--- Task brief ---
Exact repetition of every record is required.

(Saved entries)

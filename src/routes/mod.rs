pub mod health;
pub mod matchmaker;
pub mod sms;

use axum::{
    routing::{get, post},
    Router,
};

use crate::AppState;

/// Every route of the service, with state applied. Layers are added by the caller.
pub fn router(state: AppState) -> Router {
    let base_routes = Router::new().route("/health", get(health::health));

    let sms_callbacks = Router::new()
        .route("/sms/reply-callback", post(sms::handle_reply_callback))
        .route("/sms/status-callback", post(sms::handle_status_callback));

    let matchmaker_api = Router::new()
        .route("/api/requests", post(matchmaker::create_request))
        .route(
            "/api/requests/:id/confirm",
            post(matchmaker::confirm_request),
        )
        .route(
            "/api/tutors/:id/request-sms",
            post(matchmaker::send_request_sms),
        )
        .route(
            "/api/pupils/:id/unmatched-subjects",
            get(matchmaker::unmatched_subjects),
        );

    base_routes
        .merge(sms_callbacks)
        .merge(matchmaker_api)
        .with_state(state)
}
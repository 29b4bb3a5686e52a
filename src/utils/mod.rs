pub mod phone;
pub mod time;
pub mod token;
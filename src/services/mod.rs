pub mod dispatch_service;
pub mod match_service;
pub mod reply_service;
pub mod request_service;
pub mod sms_gateway;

--- Solved problem ---
filename src/routes/mod.rs
pub mod health;
pub mod matchmaker;
pub mod sms;

use axum::{
    routing::{get, post},
    Router,
};

use crate::AppState;

/// Every route of the service, with state applied. Layers are added by the caller.
pub fn router(state: AppState) -> Router {
    let base_routes = Router::new().route("/health", get(health::health));

    let sms_callbacks = Router::new()
        .route("/sms/reply-callback", post(sms::handle_reply_callback))
        .route("/sms/status-callback", post(sms::handle_status_callback));

    let matchmaker_api = Router::new()
        .route("/api/requests", post(matchmaker::create_request))
        .route(
            "/api/requests/:id/confirm",
            post(matchmaker::confirm_request),
        )
        .route(
            "/api/tutors/:id/request-sms",
            post(matchmaker::send_request_sms),
        )
        .route(
            "/api/pupils/:id/unmatched-subjects",
            get(matchmaker::unmatched_subjects),
        );

    base_routes
        .merge(sms_callbacks)
        .merge(matchmaker_api)
        .with_state(state)
}
repository 29b4bb3a5686e52a
filename src/utils/mod.rs
pub mod phone;
pub mod time;
pub mod token;
filename src/services/mod.rs
pub mod dispatch_service;
pub mod match_service;
pub mod reply_service;
pub mod request_service;
pub mod sms_gateway;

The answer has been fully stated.